Given these forecasted changes, it is imperative that we continue to monitor these species through Mountain Birdwatch and document their responses to climate change and other human-induced planetary changes like habitat loss and degradation. VCE’s scientists, along with researchers across the continent, are racing to find ways to slow and reverse these declining trends and northward shifts through such actions as habitat modification and (potentially) through reintroductions, translocation, and assisted migration. Thanks to the annual baseline data provided by Mountain Birdwatch, we’ll be in a strong position to fully understand how (or if) various management actions positively benefit these avian populations.
COVID-19 has certainly thrown a wrench in our plan for 2020 Mountain Birdwatch surveys, but we are hopeful that some citizen scientists will be able to monitor their routes this June. For example, many of our Mountain Birdwatch routes in Maine occur on remote private property where one rarely encounters another person. While we continue to assess the situation, interested hikers who enjoy birds (or birders who like to hike) can interact with a map of unadopted routes on our website. If you’re interested in conducting Mountain Birdwatch surveys on one day in June, please contact me. We also welcome your feedback on the State of the Mountain Birds Report. Is there additional information you’d like to see? How else might we display the data to make the report more engaging (e.g., interactive figures)? Drop us a line, and keep an eye on the State of the Mountain Birds Report website for updates.
We have noticed winter wren nesting in our yard has increased over the last few years. Could they be changing habitat or breeding locations as they adapt?
That’s entirely possible–on a local (i.e., backyard) level it is very difficult to say if the increase in wrens is due to just normal fluctuation in local population size or some evolutionary adaptive behavioral response. Those kinds of questions are best answered from looking at landscape-level data.
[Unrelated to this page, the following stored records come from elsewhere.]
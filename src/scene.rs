use std::sync::Arc;

use cgmath::Vector4;

use crate::animation::ColorPulse;
use crate::buffer::{IndexBuffer, VertexBuffer};
use crate::error::RenderError;
use crate::opengl::GlDriver;
use crate::program::ShaderProgram;
use crate::renderer::Renderer;
use crate::shaders::ShaderProgramSource;
use crate::vertex_array::{VertexArray, VertexLayout};

#[rustfmt::skip]
pub const QUAD_POSITIONS: [f32; 8] = [
    -0.5, -0.5, // 0
     0.5, -0.5, // 1
     0.5,  0.5, // 2
    -0.5,  0.5, // 3
];

#[rustfmt::skip]
pub const QUAD_INDICES: [u32; 6] = [
    0, 1, 2,
    2, 3, 0,
];

/// Name of the colour uniform the fragment stage reads.
pub const COLOR_UNIFORM: &str = "u_Color";

/// The one quad this program draws, with everything it needs on the GPU.
pub struct QuadScene<D: GlDriver> {
    gl: Arc<D>,
    // Field order is release order.
    program: ShaderProgram<D>,
    index_buffer: IndexBuffer<D>,
    vertex_buffer: VertexBuffer<D>,
    vertex_array: VertexArray<D>,
    pulse: ColorPulse,
}

impl<D: GlDriver> QuadScene<D> {
    pub fn new(
        gl: Arc<D>,
        source: &ShaderProgramSource,
        color_step: f32,
    ) -> Result<Self, RenderError> {
        let vertex_array = VertexArray::new(gl.clone())?;
        let vertex_buffer = VertexBuffer::from_slice(gl.clone(), &QUAD_POSITIONS)?;
        vertex_array.add_buffer(&vertex_buffer, &VertexLayout::new().push_f32(2))?;

        let index_buffer = IndexBuffer::new(gl.clone(), &QUAD_INDICES)?;

        let mut program = ShaderProgram::new(gl.clone(), source)?;
        program.bind()?;
        program.set_uniform_4f(COLOR_UNIFORM, Vector4::new(0.8, 0.3, 0.8, 1.0))?;

        tracing::info!(
            vertices = QUAD_POSITIONS.len() / 2,
            indices = index_buffer.count(),
            "quad uploaded"
        );

        Ok(Self {
            gl,
            program,
            index_buffer,
            vertex_buffer,
            vertex_array,
            pulse: ColorPulse::new(color_step),
        })
    }

    /// Draws one frame, then moves the red channel one step along.
    pub fn render(&mut self) -> Result<(), RenderError> {
        Renderer::clear(&*self.gl)?;

        // Still bound from setup or the previous draw.
        self.program.set_uniform_4f(
            COLOR_UNIFORM,
            Vector4::new(self.pulse.value(), 0.3, 0.8, 1.0),
        )?;

        Renderer::draw(
            &*self.gl,
            &self.vertex_array,
            &self.index_buffer,
            &self.program,
        )?;

        self.pulse.advance();
        Ok(())
    }

    pub fn resize(&self, width: u32, height: u32) -> Result<(), RenderError> {
        Renderer::set_viewport(&*self.gl, width, height)?;
        Ok(())
    }

    pub fn red(&self) -> f32 {
        self.pulse.value()
    }

    pub fn vertex_buffer(&self) -> &VertexBuffer<D> {
        &self.vertex_buffer
    }

    pub fn index_buffer(&self) -> &IndexBuffer<D> {
        &self.index_buffer
    }

    pub fn program(&self) -> &ShaderProgram<D> {
        &self.program
    }
}
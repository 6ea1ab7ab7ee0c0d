use std::fmt;
use std::fs;
use std::path::Path;

use crate::error::ShaderError;

/// Token that introduces a section line, e.g. `#shader vertex`.
pub const SECTION_MARKER: &str = "#shader";

#[derive(Debug, Clone, Copy, PartialEq, Eq, Hash)]
pub enum ShaderStage {
    Vertex,
    Fragment,
}

impl ShaderStage {
    pub fn gl_type(&self) -> u32 {
        match self {
            ShaderStage::Vertex => glow::VERTEX_SHADER,
            ShaderStage::Fragment => glow::FRAGMENT_SHADER,
        }
    }

    fn from_marker(line: &str) -> Option<Self> {
        if line.contains("vertex") {
            Some(ShaderStage::Vertex)
        } else if line.contains("fragment") {
            Some(ShaderStage::Fragment)
        } else {
            None
        }
    }
}

impl fmt::Display for ShaderStage {
    fn fmt(&self, f: &mut fmt::Formatter<'_>) -> fmt::Result {
        match self {
            ShaderStage::Vertex => f.write_str("vertex"),
            ShaderStage::Fragment => f.write_str("fragment"),
        }
    }
}

/// Vertex and fragment source text split out of one shader file.
#[derive(Debug, Clone, Default, PartialEq, Eq)]
pub struct ShaderProgramSource {
    pub vertex: String,
    pub fragment: String,
}

impl ShaderProgramSource {
    /// Splits `text` into its vertex and fragment sections.
    ///
    /// Marker lines are dropped, as is everything before the first marker that
    /// names a stage. A marker naming neither stage keeps the current section.
    pub fn parse(text: &str) -> Self {
        let mut source = ShaderProgramSource::default();
        let mut current: Option<ShaderStage> = None;

        for line in text.lines() {
            if line.contains(SECTION_MARKER) {
                if let Some(stage) = ShaderStage::from_marker(line) {
                    current = Some(stage);
                }
                continue;
            }

            let Some(stage) = current else {
                continue;
            };

            let section = source.stage_mut(stage);
            section.push_str(line);
            section.push('\n');
        }

        source
    }

    pub fn stage(&self, stage: ShaderStage) -> &str {
        match stage {
            ShaderStage::Vertex => &self.vertex,
            ShaderStage::Fragment => &self.fragment,
        }
    }

    fn stage_mut(&mut self, stage: ShaderStage) -> &mut String {
        match stage {
            ShaderStage::Vertex => &mut self.vertex,
            ShaderStage::Fragment => &mut self.fragment,
        }
    }

    pub fn is_empty(&self) -> bool {
        self.vertex.is_empty() && self.fragment.is_empty()
    }
}

/// Reads and splits the shader file at `path`.
pub fn parse_shader<P: AsRef<Path>>(path: P) -> Result<ShaderProgramSource, ShaderError> {
    let path = path.as_ref();
    let text = fs::read_to_string(path).map_err(|source| ShaderError::Io {
        path: path.to_path_buf(),
        source,
    })?;

    let source = ShaderProgramSource::parse(&text);
    tracing::debug!(
        path = %path.display(),
        vertex_bytes = source.vertex.len(),
        fragment_bytes = source.fragment.len(),
        "parsed shader file"
    );

    Ok(source)
}
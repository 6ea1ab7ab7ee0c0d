use std::collections::HashMap;
use std::path::Path;
use std::sync::Arc;

use cgmath::Vector4;

use crate::error::{DriverError, ShaderError};
use crate::gl_call;
use crate::opengl::GlDriver;
use crate::shaders::{parse_shader, ShaderProgramSource, ShaderStage};

/// Compiles one stage. On any failure the shader object is deleted again;
/// a rejected source returns the driver's diagnostic log in the error.
pub fn compile_shader<D: GlDriver>(
    gl: &D,
    stage: ShaderStage,
    source: &str,
) -> Result<D::Shader, ShaderError> {
    let shader = gl_call!(gl, gl.create_shader(stage.gl_type()))?.map_err(ShaderError::Create)?;

    match compile(gl, stage, shader, source) {
        Ok(()) => Ok(shader),
        Err(err) => {
            let _ = gl_call!(gl, gl.delete_shader(shader));
            Err(err)
        }
    }
}

fn compile<D: GlDriver>(
    gl: &D,
    stage: ShaderStage,
    shader: D::Shader,
    source: &str,
) -> Result<(), ShaderError> {
    gl_call!(gl, gl.shader_source(shader, source))?;
    gl_call!(gl, gl.compile_shader(shader))?;

    if gl.get_shader_compile_status(shader) {
        return Ok(());
    }

    let mut log = gl.get_shader_info_log(shader);
    if log.trim().is_empty() {
        log = "driver returned no diagnostic output".to_string();
    }
    tracing::error!(%stage, log = %log.trim_end(), "failed to compile shader");

    Err(ShaderError::Compile { stage, log })
}

/// Creates a program from two compiled stages, then links and validates it.
/// The program is deleted again if any step fails.
fn link<D: GlDriver>(
    gl: &D,
    vertex: D::Shader,
    fragment: D::Shader,
) -> Result<D::Program, ShaderError> {
    let program = gl_call!(gl, gl.create_program())?.map_err(ShaderError::Create)?;

    match link_stages(gl, program, vertex, fragment) {
        Ok(()) => Ok(program),
        Err(err) => {
            let _ = gl_call!(gl, gl.delete_program(program));
            Err(err)
        }
    }
}

fn link_stages<D: GlDriver>(
    gl: &D,
    program: D::Program,
    vertex: D::Shader,
    fragment: D::Shader,
) -> Result<(), ShaderError> {
    gl_call!(gl, gl.attach_shader(program, vertex))?;
    gl_call!(gl, gl.attach_shader(program, fragment))?;
    gl_call!(gl, gl.link_program(program))?;

    if !gl.get_program_link_status(program) {
        let log = gl.get_program_info_log(program);
        tracing::error!(log = %log.trim_end(), "failed to link shader program");
        return Err(ShaderError::Link { log });
    }

    gl_call!(gl, gl.validate_program(program))?;

    if !gl.get_program_validate_status(program) {
        let log = gl.get_program_info_log(program);
        tracing::error!(log = %log.trim_end(), "shader program failed validation");
        return Err(ShaderError::Validate { log });
    }

    Ok(())
}

/// Deletes every stage object, even after a failed delete. Returns the first
/// driver error.
fn delete_shaders<D: GlDriver>(gl: &D, shaders: &[D::Shader]) -> Result<(), DriverError> {
    let mut result = Ok(());
    for &shader in shaders {
        let deleted = gl_call!(gl, gl.delete_shader(shader));
        result = result.and(deleted);
    }
    result
}

/// A linked vertex + fragment program and the uniform locations looked up on it.
#[derive(Debug)]
pub struct ShaderProgram<D: GlDriver> {
    gl: Arc<D>,
    handle: D::Program,
    uniforms: HashMap<String, D::UniformLocation>,
}

impl<D: GlDriver> ShaderProgram<D> {
    pub fn new(gl: Arc<D>, source: &ShaderProgramSource) -> Result<Self, ShaderError> {
        for stage in [ShaderStage::Vertex, ShaderStage::Fragment] {
            if source.stage(stage).trim().is_empty() {
                return Err(ShaderError::MissingStage(stage));
            }
        }

        let vertex = compile_shader(&*gl, ShaderStage::Vertex, &source.vertex)?;
        let fragment = match compile_shader(&*gl, ShaderStage::Fragment, &source.fragment) {
            Ok(fragment) => fragment,
            Err(err) => {
                let _ = delete_shaders(&*gl, &[vertex]);
                return Err(err);
            }
        };

        let linked = link(&*gl, vertex, fragment);

        // The program keeps what it needs from the stage objects.
        let released = delete_shaders(&*gl, &[vertex, fragment]);

        let handle = linked?;
        if let Err(err) = released {
            let _ = gl_call!(gl, gl.delete_program(handle));
            return Err(err.into());
        }
        tracing::debug!(handle = ?handle, "linked shader program");

        Ok(Self {
            gl,
            handle,
            uniforms: HashMap::new(),
        })
    }

    pub fn from_file<P: AsRef<Path>>(gl: Arc<D>, path: P) -> Result<Self, ShaderError> {
        let source = parse_shader(path)?;
        Self::new(gl, &source)
    }

    pub fn bind(&self) -> Result<(), DriverError> {
        gl_call!(self.gl, self.gl.use_program(Some(self.handle)))
    }

    pub fn unbind(&self) -> Result<(), DriverError> {
        gl_call!(self.gl, self.gl.use_program(None))
    }

    pub fn handle(&self) -> D::Program {
        self.handle
    }

    /// Looks up `name` once and serves later requests from the cache.
    pub fn uniform_location(&mut self, name: &str) -> Result<D::UniformLocation, ShaderError> {
        if let Some(location) = self.uniforms.get(name) {
            return Ok(location.clone());
        }

        let location = gl_call!(self.gl, self.gl.get_uniform_location(self.handle, name))?
            .ok_or_else(|| ShaderError::UniformNotFound(name.to_string()))?;

        self.uniforms.insert(name.to_string(), location.clone());
        Ok(location)
    }

    pub fn set_uniform_4f(&mut self, name: &str, value: Vector4<f32>) -> Result<(), ShaderError> {
        let location = self.uniform_location(name)?;
        gl_call!(
            self.gl,
            self.gl
                .uniform_4_f32(Some(&location), value.x, value.y, value.z, value.w)
        )?;
        Ok(())
    }
}

impl<D: GlDriver> Drop for ShaderProgram<D> {
    fn drop(&mut self) {
        tracing::debug!(handle = ?self.handle, "releasing shader program");
        let _ = gl_call!(self.gl, self.gl.delete_program(self.handle));
    }
}
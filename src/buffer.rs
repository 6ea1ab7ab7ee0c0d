use std::marker::PhantomData;
use std::sync::Arc;

use crate::error::{DriverError, RenderError};
use crate::gl_call;
use crate::opengl::GlDriver;

/// Binding point a [`Buffer`] is created for.
pub trait BufferTarget {
    const TARGET: u32;
    const NAME: &'static str;
}

#[derive(Debug)]
pub enum ArrayBuffer {}

impl BufferTarget for ArrayBuffer {
    const TARGET: u32 = glow::ARRAY_BUFFER;
    const NAME: &'static str = "vertex";
}

#[derive(Debug)]
pub enum ElementArrayBuffer {}

impl BufferTarget for ElementArrayBuffer {
    const TARGET: u32 = glow::ELEMENT_ARRAY_BUFFER;
    const NAME: &'static str = "index";
}

/// Sole owner of one static GPU buffer.
///
/// The data is uploaded once on creation and the buffer is deleted exactly
/// once when the wrapper is dropped.
#[derive(Debug)]
pub struct Buffer<D: GlDriver, T: BufferTarget> {
    gl: Arc<D>,
    handle: D::Buffer,
    size: usize,
    _target: PhantomData<T>,
}

pub type VertexBuffer<D> = Buffer<D, ArrayBuffer>;

impl<D: GlDriver, T: BufferTarget> Buffer<D, T> {
    pub fn new(gl: Arc<D>, data: &[u8]) -> Result<Self, RenderError> {
        let handle = gl.create_buffer().map_err(RenderError::Allocation)?;

        // Owned from here on, so a failed upload still releases the handle.
        let buffer = Self {
            gl,
            handle,
            size: data.len(),
            _target: PhantomData,
        };

        gl_call!(buffer.gl, buffer.gl.bind_buffer(T::TARGET, Some(handle)))?;
        gl_call!(
            buffer.gl,
            buffer
                .gl
                .buffer_data_u8_slice(T::TARGET, data, glow::STATIC_DRAW)
        )?;

        tracing::debug!(kind = T::NAME, handle = ?handle, bytes = data.len(), "created buffer");
        Ok(buffer)
    }

    pub fn from_slice<P: bytemuck::Pod>(gl: Arc<D>, data: &[P]) -> Result<Self, RenderError> {
        Self::new(gl, bytemuck::cast_slice(data))
    }

    pub fn bind(&self) -> Result<(), DriverError> {
        gl_call!(self.gl, self.gl.bind_buffer(T::TARGET, Some(self.handle)))
    }

    pub fn unbind(&self) -> Result<(), DriverError> {
        gl_call!(self.gl, self.gl.bind_buffer(T::TARGET, None))
    }

    pub fn handle(&self) -> D::Buffer {
        self.handle
    }

    /// Size of the allocation in bytes.
    pub fn size(&self) -> usize {
        self.size
    }
}

impl<D: GlDriver, T: BufferTarget> Drop for Buffer<D, T> {
    fn drop(&mut self) {
        tracing::debug!(kind = T::NAME, handle = ?self.handle, "releasing buffer");
        // Any error has already been logged by the check.
        let _ = gl_call!(self.gl, self.gl.delete_buffer(self.handle));
    }
}

/// Index data for indexed draws, with the number of indices it holds.
#[derive(Debug)]
pub struct IndexBuffer<D: GlDriver> {
    buffer: Buffer<D, ElementArrayBuffer>,
    count: usize,
}

impl<D: GlDriver> IndexBuffer<D> {
    pub fn new(gl: Arc<D>, indices: &[u32]) -> Result<Self, RenderError> {
        Ok(Self {
            buffer: Buffer::from_slice(gl, indices)?,
            count: indices.len(),
        })
    }

    pub fn bind(&self) -> Result<(), DriverError> {
        self.buffer.bind()
    }

    pub fn unbind(&self) -> Result<(), DriverError> {
        self.buffer.unbind()
    }

    pub fn handle(&self) -> D::Buffer {
        self.buffer.handle()
    }

    pub fn count(&self) -> usize {
        self.count
    }

    pub fn size(&self) -> usize {
        self.buffer.size()
    }
}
Speaking of which, our colleagues at Audubon published the results of some climate modeling, and here’s the report for Winter Wren (https://www.audubon.org/field-guide/bird/winter-wren#bird-climate-vulnerability). As you can see, even under moderate increases in temperature over the next 100 years, Winter Wrens are all but likely to disappear from the United States (as a breeding species) as their breeding range shifts northward further into Canada.